Exercise directions: Repeat only the lines below from the one containing "pub fn emit_axes(&mut" through the one containing "state as one frame", inclusive, exactly as written.

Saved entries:

//! Mouse-delta-to-stick value mapping logic
//!
//! Converts raw relative motion deltas into absolute stick coordinates and
//! keeps the last coordinate of each axis.

/// Fixed scale applied on top of `sensitivity × axis_max`
///
/// With the default axis range a sensitivity of 1.0 maps one mouse count to
/// roughly 1310 stick units, so a 25-count flick reaches full deflection.
pub const SCALE: f64 = 1.0 / 25.0;

/// Left stick axes driven by the mouse
#[derive(Debug, Clone, Copy, PartialEq, Eq, Hash)]
pub enum Axis {
    X,
    Y,
}

/// Per-count multiplier derived from a sensitivity factor
#[derive(Debug, Clone, Copy, PartialEq)]
pub struct Sensitivity {
    factor: f64,
    multiplier: f64,
}

impl Sensitivity {
    /// Build the multiplier for a device advertising `[-axis_max, axis_max]`
    ///
    /// `factor` is clamped to `[0, 1]`; NaN counts as 0.
    pub fn new(factor: f64, axis_max: i32) -> Self {
        let factor = if factor.is_nan() {
            0.0
        } else {
            factor.clamp(0.0, 1.0)
        };
        Self {
            factor,
            multiplier: factor * f64::from(axis_max) * SCALE,
        }
    }

    /// Clamped sensitivity factor
    pub fn factor(&self) -> f64 {
        self.factor
    }

    /// Stick units per mouse count
    pub fn multiplier(&self) -> f64 {
        self.multiplier
    }
}

/// Map a raw relative delta to a stick coordinate
///
/// Truncates toward zero. Sub-unit motion is dropped per event rather than
/// carried into the next one. The result is not clamped.
pub fn transform(raw_delta: i32, sensitivity: &Sensitivity) -> i64 {
    (f64::from(raw_delta) * sensitivity.multiplier).trunc() as i64
}

/// Current stick coordinates
#[derive(Debug, Clone, Copy, Default, PartialEq, Eq)]
pub struct StickPosition {
    pub x: i64,
    pub y: i64,
}

/// Holds the last stick position between events
#[derive(Debug, Default)]
pub struct StickState {
    position: StickPosition,
}

impl StickState {
    /// Start centered
    pub fn new() -> Self {
        Self::default()
    }

    /// Update one axis, carrying the other forward, and return both
    pub fn apply_motion(&mut self, axis: Axis, value: i64) -> StickPosition {
        match axis {
            Axis::X => self.position.x = value,
            Axis::Y => self.position.y = value,
        }
        self.position
    }

    pub fn position(&self) -> StickPosition {
        self.position
    }
}
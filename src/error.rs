//! Bridge error types

use thiserror::Error;

/// Errors that can stop the mouse-to-gamepad bridge
#[derive(Error, Debug)]
pub enum BridgeError {
    /// Opening or reading the physical mouse failed (missing, EACCES, unplugged)
    #[error("Input device unavailable: {0}")]
    SourceUnavailable(#[source] std::io::Error),

    /// Creating the virtual gamepad or writing a frame to it failed
    #[error("Virtual gamepad unavailable: {0}")]
    SinkUnavailable(#[source] std::io::Error),

    #[error("No mouse device found")]
    NoMouseFound,

    #[error("Invalid configuration: {0}")]
    Config(String),
}
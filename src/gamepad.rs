//! Virtual gamepad device using evdev/uinput
//!
//! Creates a virtual gamepad with a left stick and a handful of face buttons
//! that appears as a standard controller to games and applications.

use crate::error::BridgeError;
use evdev::{
    uinput::{VirtualDevice, VirtualDeviceBuilder},
    AbsInfo, AbsoluteAxisType, AttributeSet, BusType, EventType, InputEvent, InputId, Key,
    UinputAbsSetup,
};
use std::io;
use tracing::{debug, info};

/// Default stick range (standard for most games)
pub const DEFAULT_AXIS_MAX: i32 = 32767;

/// Capabilities and identity declared when the virtual device is created
#[derive(Debug, Clone)]
pub struct GamepadSpec {
    /// Device name (shown in `evtest` and game controller settings)
    pub name: String,
    pub vendor: u16,
    pub product: u16,
    pub version: u16,
    /// ABS_X and ABS_Y both span `[-axis_max, axis_max]`
    pub axis_max: i32,
    /// Gamepad button codes to advertise
    pub buttons: Vec<u16>,
}

/// Writable side of the bridge
///
/// A frame is a batch of events followed by a SYN_REPORT barrier. It is not
/// complete until `write_frame` returns `Ok`.
pub trait FrameWriter {
    fn write_frame(&mut self, events: &[InputEvent]) -> io::Result<()>;

    /// Release the device. Calling it again is a no-op.
    fn close(&mut self) -> io::Result<()>;
}

/// uinput-backed gamepad
pub struct VirtualGamepad {
    device: Option<VirtualDevice>,
}

impl VirtualGamepad {
    /// Create the uinput device
    pub fn create(spec: &GamepadSpec) -> Result<Self, BridgeError> {
        let mut keys = AttributeSet::<Key>::new();
        for &code in &spec.buttons {
            keys.insert(Key::new(code));
        }

        let stick_range = || AbsInfo::new(0, -spec.axis_max, spec.axis_max, 0, 0, 0);
        let abs_x = UinputAbsSetup::new(AbsoluteAxisType::ABS_X, stick_range());
        let abs_y = UinputAbsSetup::new(AbsoluteAxisType::ABS_Y, stick_range());

        let device = VirtualDeviceBuilder::new()
            .map_err(BridgeError::SinkUnavailable)?
            .name(&spec.name)
            .input_id(InputId::new(
                BusType::BUS_USB,
                spec.vendor,
                spec.product,
                spec.version,
            ))
            .with_keys(&keys)
            .map_err(BridgeError::SinkUnavailable)?
            .with_absolute_axis(&abs_x)
            .map_err(BridgeError::SinkUnavailable)?
            .with_absolute_axis(&abs_y)
            .map_err(BridgeError::SinkUnavailable)?
            .build()
            .map_err(BridgeError::SinkUnavailable)?;

        info!(
            "Created virtual gamepad \"{}\" ({:04x}:{:04x} v{:x})",
            spec.name, spec.vendor, spec.product, spec.version
        );

        Ok(Self {
            device: Some(device),
        })
    }

    /// Get the device path (e.g., /dev/input/eventX)
    pub fn device_path(&mut self) -> Option<std::path::PathBuf> {
        self.device
            .as_mut()?
            .enumerate_dev_nodes_blocking()
            .ok()?
            .next()?
            .ok()
    }
}

impl FrameWriter for VirtualGamepad {
    fn write_frame(&mut self, events: &[InputEvent]) -> io::Result<()> {
        let device = self
            .device
            .as_mut()
            .ok_or_else(|| io::Error::new(io::ErrorKind::NotConnected, "gamepad closed"))?;
        // emit() appends the SYN_REPORT
        device.emit(events)?;
        Ok(())
    }

    fn close(&mut self) -> io::Result<()> {
        if self.device.take().is_some() {
            debug!("Virtual gamepad destroyed");
        }
        Ok(())
    }
}

/// Clamp a stick coordinate to `[-axis_max, axis_max]`
pub fn clamp_axis(value: i64, axis_max: i32) -> i32 {
    let max = i64::from(axis_max);
    value.clamp(-max, max) as i32
}

/// Output adapter: turns stick and button updates into synced frames
pub struct GamepadOutput<W> {
    writer: W,
    axis_max: i32,
    frames: u64,
}

impl<W: FrameWriter> GamepadOutput<W> {
    /// Wrap a writer whose sticks span `[-axis_max, axis_max]`; `axis_max`
    /// must be positive
    pub fn new(writer: W, axis_max: i32) -> Result<Self, BridgeError> {
        if axis_max <= 0 {
            return Err(BridgeError::Config(format!(
                "axis_max must be positive, got {axis_max}"
            )));
        }
        Ok(Self {
            writer,
            axis_max,
            frames: 0,
        })
    }

    /// Write both stick coordinates as one frame
    pub fn emit_axes(&mut self, x: i64, y: i64) -> Result<(), BridgeError> {
        let x = clamp_axis(x, self.axis_max);
        let y = clamp_axis(y, self.axis_max);
        let events = [
            InputEvent::new(EventType::ABSOLUTE, AbsoluteAxisType::ABS_X.0, x),
            InputEvent::new(EventType::ABSOLUTE, AbsoluteAxisType::ABS_Y.0, y),
        ];
        self.write(&events)
    }

    /// Write a single button state as one frame
    pub fn emit_button(&mut self, code: u16, pressed: bool) -> Result<(), BridgeError> {
        let event = InputEvent::new(EventType::KEY, code, i32::from(pressed));
        self.write(&[event])
    }

    fn write(&mut self, events: &[InputEvent]) -> Result<(), BridgeError> {
        self.writer
            .write_frame(events)
            .map_err(BridgeError::SinkUnavailable)?;
        self.frames += 1;
        Ok(())
    }

    /// Frames successfully written so far
    pub fn frames(&self) -> u64 {
        self.frames
    }

    pub fn close(&mut self) -> io::Result<()> {
        self.writer.close()
    }

    pub fn writer(&self) -> &W {
        &self.writer
    }
}

#[cfg(test)]
mod tests {
    use super::*;

    #[derive(Default)]
    struct Recorder {
        frames: Vec<Vec<(u16, u16, i32)>>,
        fail: bool,
    }

    impl FrameWriter for Recorder {
        fn write_frame(&mut self, events: &[InputEvent]) -> io::Result<()> {
            if self.fail {
                return Err(io::Error::from_raw_os_error(19)); // ENODEV
            }
            self.frames.push(
                events
                    .iter()
                    .map(|e| (e.event_type().0, e.code(), e.value()))
                    .collect(),
            );
            Ok(())
        }

        fn close(&mut self) -> io::Result<()> {
            Ok(())
        }
    }

    #[test]
    fn test_clamp_bounds_and_idempotence() {
        let b = DEFAULT_AXIS_MAX;
        for v in [
            i64::MIN,
            -655_340,
            -32768,
            -32767,
            -1,
            0,
            1,
            6553,
            32767,
            32768,
            i64::MAX,
        ] {
            let once = clamp_axis(v, b);
            assert!((-b..=b).contains(&once));
            assert_eq!(clamp_axis(i64::from(once), b), once);
        }
        assert_eq!(clamp_axis(655_340, b), 32767);
        assert_eq!(clamp_axis(-655_340, b), -32767);
        assert_eq!(clamp_axis(6553, b), 6553);
    }

    #[test]
    fn test_emit_axes_writes_pair_in_one_frame() {
        let mut out = GamepadOutput::new(Recorder::default(), DEFAULT_AXIS_MAX).unwrap();
        out.emit_axes(100_000, -5).unwrap();
        assert_eq!(out.frames(), 1);
        let abs = EventType::ABSOLUTE.0;
        assert_eq!(
            out.writer().frames,
            vec![vec![
                (abs, AbsoluteAxisType::ABS_X.0, 32767),
                (abs, AbsoluteAxisType::ABS_Y.0, -5),
            ]]
        );
    }

    #[test]
    fn test_emit_button() {
        let mut out = GamepadOutput::new(Recorder::default(), DEFAULT_AXIS_MAX).unwrap();
        out.emit_button(Key::BTN_SOUTH.code(), true).unwrap();
        out.emit_button(Key::BTN_SOUTH.code(), false).unwrap();
        let key = EventType::KEY.0;
        assert_eq!(
            out.writer().frames,
            vec![
                vec![(key, Key::BTN_SOUTH.code(), 1)],
                vec![(key, Key::BTN_SOUTH.code(), 0)],
            ]
        );
    }

    #[test]
    fn test_write_failure_is_sink_unavailable() {
        let recorder = Recorder {
            fail: true,
            ..Default::default()
        };
        let mut out = GamepadOutput::new(recorder, DEFAULT_AXIS_MAX).unwrap();
        let err = out.emit_axes(1, 1).unwrap_err();
        assert!(matches!(err, BridgeError::SinkUnavailable(_)));
        assert_eq!(out.frames(), 0);
    }

    #[test]
    fn test_non_positive_axis_max_rejected() {
        for axis_max in [0, -1, -32767, i32::MIN] {
            let result = GamepadOutput::new(Recorder::default(), axis_max);
            assert!(matches!(result, Err(BridgeError::Config(_))));
        }
        assert!(GamepadOutput::new(Recorder::default(), 1).is_ok());
    }

    #[test]
    #[ignore] // Requires uinput access (run with: cargo test -- --ignored)
    fn test_create_gamepad() {
        let spec = GamepadSpec {
            name: "Test Gamepad".to_string(),
            vendor: 0x1234,
            product: 0x5678,
            version: 0x100,
            axis_max: DEFAULT_AXIS_MAX,
            buttons: vec![Key::BTN_SOUTH.code(), Key::BTN_EAST.code()],
        };
        let mut gamepad = VirtualGamepad::create(&spec).unwrap();
        gamepad
            .write_frame(&[InputEvent::new(
                EventType::ABSOLUTE,
                AbsoluteAxisType::ABS_X.0,
                0,
            )])
            .unwrap();
        gamepad.close().unwrap();
        gamepad.close().unwrap();
    }
}
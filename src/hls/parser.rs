//! Structural HLS parser.
//!
//! Produces a [`PlaylistDocument`] with every URI resolved against the
//! playlist's own URL. Parsing never fails: input without the `#EXTM3U`
//! signature yields a document with `is_valid == false`.

use super::attributes::AttributeList;
use super::resolve::resolve_url;
use super::tags::{Line, Tag};
use std::collections::HashMap;
use std::sync::Arc;

#[derive(Debug, Clone, Copy, PartialEq, Eq, Default)]
pub enum PlaylistKind {
    Master,
    #[default]
    Media,
}

#[derive(Debug, Clone, PartialEq, Eq)]
pub enum KeyMethod {
    None,
    Aes128,
    SampleAes,
    SampleAesCtr,
    Other(String),
}

impl KeyMethod {
    fn parse(raw: &str) -> Self {
        match raw.to_ascii_uppercase().as_str() {
            "NONE" => KeyMethod::None,
            "AES-128" => KeyMethod::Aes128,
            "SAMPLE-AES" => KeyMethod::SampleAes,
            "SAMPLE-AES-CTR" => KeyMethod::SampleAesCtr,
            _ => KeyMethod::Other(raw.to_string()),
        }
    }
}

#[derive(Debug, Clone, PartialEq)]
pub struct EncryptionKey {
    pub method: KeyMethod,
    pub uri: Option<String>,
    pub iv: Option<String>,
    pub key_format: Option<String>,
    pub key_format_versions: Option<String>,
}

#[derive(Debug, Clone, PartialEq)]
pub struct InitializationMap {
    pub uri: String,
    pub byte_range: Option<String>,
}

#[derive(Debug, Clone, PartialEq)]
pub struct Segment {
    pub duration: f64,
    pub title: Option<String>,
    pub uri: String,
    pub byte_range: Option<String>,
    pub discontinuity: bool,
    pub program_date_time: Option<String>,
    pub key: Option<Arc<EncryptionKey>>,
    pub map: Option<Arc<InitializationMap>>,
}

#[derive(Debug, Clone, PartialEq)]
pub struct VariantStream {
    pub bandwidth: u64,
    pub resolution: Option<String>,
    pub codecs: Option<String>,
    pub uri: String,
}

#[derive(Debug, Clone, PartialEq)]
pub struct MediaGroup {
    pub media_type: Option<String>,
    pub group_id: Option<String>,
    pub language: Option<String>,
    pub name: Option<String>,
    pub is_default: bool,
    /// As written in the playlist, not resolved.
    pub uri: Option<String>,
}

#[derive(Debug, Clone, PartialEq)]
pub struct PlaylistDocument {
    pub is_valid: bool,
    pub kind: PlaylistKind,
    pub version: u32,
    pub target_duration: u64,
    pub media_sequence: u64,
    pub discontinuity_sequence: u64,
    pub playlist_type: Option<String>,
    pub end_list: bool,
    pub i_frames_only: bool,
    pub independent_segments: bool,
    pub segments: Vec<Segment>,
    pub variants: Vec<VariantStream>,
    pub i_frame_variants: Vec<VariantStream>,
    pub media_groups: Vec<MediaGroup>,
    pub keys: HashMap<String, Arc<EncryptionKey>>,
    pub maps: HashMap<String, Arc<InitializationMap>>,
}

impl Default for PlaylistDocument {
    fn default() -> Self {
        Self {
            is_valid: false,
            kind: PlaylistKind::Media,
            version: 1,
            target_duration: 0,
            media_sequence: 0,
            discontinuity_sequence: 0,
            playlist_type: None,
            end_list: false,
            i_frames_only: false,
            independent_segments: false,
            segments: Vec::new(),
            variants: Vec::new(),
            i_frame_variants: Vec::new(),
            media_groups: Vec::new(),
            keys: HashMap::new(),
            maps: HashMap::new(),
        }
    }
}

impl PlaylistDocument {
    pub fn is_master(&self) -> bool {
        self.kind == PlaylistKind::Master
    }
}

/// Segment attributes collected between `#EXTINF` and its URI line.
struct PendingSegment {
    duration: f64,
    title: Option<String>,
    byte_range: Option<String>,
    discontinuity: bool,
    program_date_time: Option<String>,
}

struct PendingVariant {
    bandwidth: u64,
    resolution: Option<String>,
    codecs: Option<String>,
}

#[derive(Default)]
struct ParseState {
    current_key: Option<Arc<EncryptionKey>>,
    current_map: Option<Arc<InitializationMap>>,
    pending_segment: Option<PendingSegment>,
    pending_variant: Option<PendingVariant>,
    /// Discontinuity seen before the `#EXTINF` it belongs to.
    discontinuity: bool,
}

fn parse_key(attrs: &AttributeList, base: &str) -> EncryptionKey {
    EncryptionKey {
        method: KeyMethod::parse(attrs.get("METHOD").unwrap_or("NONE")),
        uri: attrs.get("URI").map(|u| resolve_url(u, base)),
        iv: attrs.owned("IV"),
        key_format: attrs.owned("KEYFORMAT"),
        key_format_versions: attrs.owned("KEYFORMATVERSIONS"),
    }
}

fn bandwidth(attrs: &AttributeList) -> u64 {
    attrs
        .get("BANDWIDTH")
        .and_then(|b| b.parse().ok())
        .unwrap_or(0)
}

fn path_ends_with_m3u8(uri: &str) -> bool {
    let path = uri.split(['?', '#']).next().unwrap_or(uri);
    path.to_ascii_lowercase().ends_with(".m3u8")
}

/// Parse playlist text, resolving every URI against `base_url`.
pub fn parse(content: &str, base_url: &str) -> PlaylistDocument {
    let mut doc = PlaylistDocument::default();
    let mut state = ParseState::default();

    for raw in content.lines() {
        match Line::classify(raw) {
            Line::Blank => {}
            Line::Uri(uri) => {
                let resolved = resolve_url(uri, base_url);
                if let Some(variant) = state.pending_variant.take() {
                    doc.variants.push(VariantStream {
                        bandwidth: variant.bandwidth,
                        resolution: variant.resolution,
                        codecs: variant.codecs,
                        uri: resolved,
                    });
                } else if let Some(segment) = state.pending_segment.take() {
                    doc.segments.push(Segment {
                        duration: segment.duration,
                        title: segment.title,
                        uri: resolved,
                        byte_range: segment.byte_range,
                        discontinuity: segment.discontinuity,
                        program_date_time: segment.program_date_time,
                        key: state.current_key.clone(),
                        map: state.current_map.clone(),
                    });
                } else if path_ends_with_m3u8(&resolved) {
                    doc.kind = PlaylistKind::Master;
                    doc.variants.push(VariantStream {
                        bandwidth: 0,
                        resolution: None,
                        codecs: None,
                        uri: resolved,
                    });
                }
            }
            Line::Tag(tag) => match tag {
                Tag::Header => doc.is_valid = true,
                Tag::Version(v) => doc.version = v.unwrap_or(doc.version),
                Tag::TargetDuration(v) => doc.target_duration = v.unwrap_or(doc.target_duration),
                Tag::MediaSequence(v) => doc.media_sequence = v.unwrap_or(doc.media_sequence),
                Tag::DiscontinuitySequence(v) => {
                    doc.discontinuity_sequence = v.unwrap_or(doc.discontinuity_sequence)
                }
                Tag::PlaylistType(t) => doc.playlist_type = Some(t.to_string()),
                Tag::EndList => doc.end_list = true,
                Tag::IFramesOnly => doc.i_frames_only = true,
                Tag::IndependentSegments => doc.independent_segments = true,
                Tag::Key(attrs) => {
                    let key = parse_key(&attrs, base_url);
                    if key.method == KeyMethod::None {
                        state.current_key = None;
                    } else {
                        let key = Arc::new(key);
                        if let Some(uri) = &key.uri {
                            doc.keys.insert(uri.clone(), Arc::clone(&key));
                        }
                        state.current_key = Some(key);
                    }
                }
                Tag::SessionKey(attrs) => {
                    let key = parse_key(&attrs, base_url);
                    if let Some(uri) = key.uri.clone() {
                        doc.keys.insert(uri, Arc::new(key));
                    }
                }
                Tag::Map(attrs) => {
                    if let Some(uri) = attrs.get("URI") {
                        let map = Arc::new(InitializationMap {
                            uri: resolve_url(uri, base_url),
                            byte_range: attrs.owned("BYTERANGE"),
                        });
                        doc.maps.insert(map.uri.clone(), Arc::clone(&map));
                        state.current_map = Some(map);
                    }
                }
                Tag::StreamInf(attrs) => {
                    doc.kind = PlaylistKind::Master;
                    state.pending_variant = Some(PendingVariant {
                        bandwidth: bandwidth(&attrs),
                        resolution: attrs.owned("RESOLUTION"),
                        codecs: attrs.owned("CODECS"),
                    });
                }
                Tag::IFrameStreamInf(attrs) => {
                    doc.kind = PlaylistKind::Master;
                    if let Some(uri) = attrs.get("URI") {
                        doc.i_frame_variants.push(VariantStream {
                            bandwidth: bandwidth(&attrs),
                            resolution: attrs.owned("RESOLUTION"),
                            codecs: attrs.owned("CODECS"),
                            uri: resolve_url(uri, base_url),
                        });
                    }
                }
                Tag::Media(attrs) => doc.media_groups.push(MediaGroup {
                    media_type: attrs.owned("TYPE"),
                    group_id: attrs.owned("GROUP-ID"),
                    language: attrs.owned("LANGUAGE"),
                    name: attrs.owned("NAME"),
                    is_default: attrs
                        .get("DEFAULT")
                        .is_some_and(|d| d.eq_ignore_ascii_case("YES")),
                    uri: attrs.owned("URI"),
                }),
                Tag::Inf { duration, title } => {
                    state.pending_segment = Some(PendingSegment {
                        duration,
                        title: title.map(str::to_string),
                        byte_range: None,
                        discontinuity: std::mem::take(&mut state.discontinuity),
                        program_date_time: None,
                    });
                }
                Tag::ByteRange(range) => {
                    if let Some(segment) = state.pending_segment.as_mut() {
                        segment.byte_range = Some(range.to_string());
                    }
                }
                Tag::Discontinuity => match state.pending_segment.as_mut() {
                    Some(segment) => segment.discontinuity = true,
                    None => state.discontinuity = true,
                },
                Tag::ProgramDateTime(when) => {
                    if let Some(segment) = state.pending_segment.as_mut() {
                        segment.program_date_time = Some(when.to_string());
                    }
                }
                Tag::Part(_)
                | Tag::PreloadHint(_)
                | Tag::RenditionReport(_)
                | Tag::Unknown(_)
                | Tag::Comment => {}
            },
        }
    }

    doc
}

Solved exercise:
    pub fn emit_axes(&mut self, x: i64, y: i64) -> Result<(), BridgeError> {
        let x = clamp_axis(x, self.axis_max);
        let y = clamp_axis(y, self.axis_max);
        let events = [
            InputEvent::new(EventType::ABSOLUTE, AbsoluteAxisType::ABS_X.0, x),
            InputEvent::new(EventType::ABSOLUTE, AbsoluteAxisType::ABS_Y.0, y),
        ];
        self.write(&events)
    }

    /// Write a single button state as one frame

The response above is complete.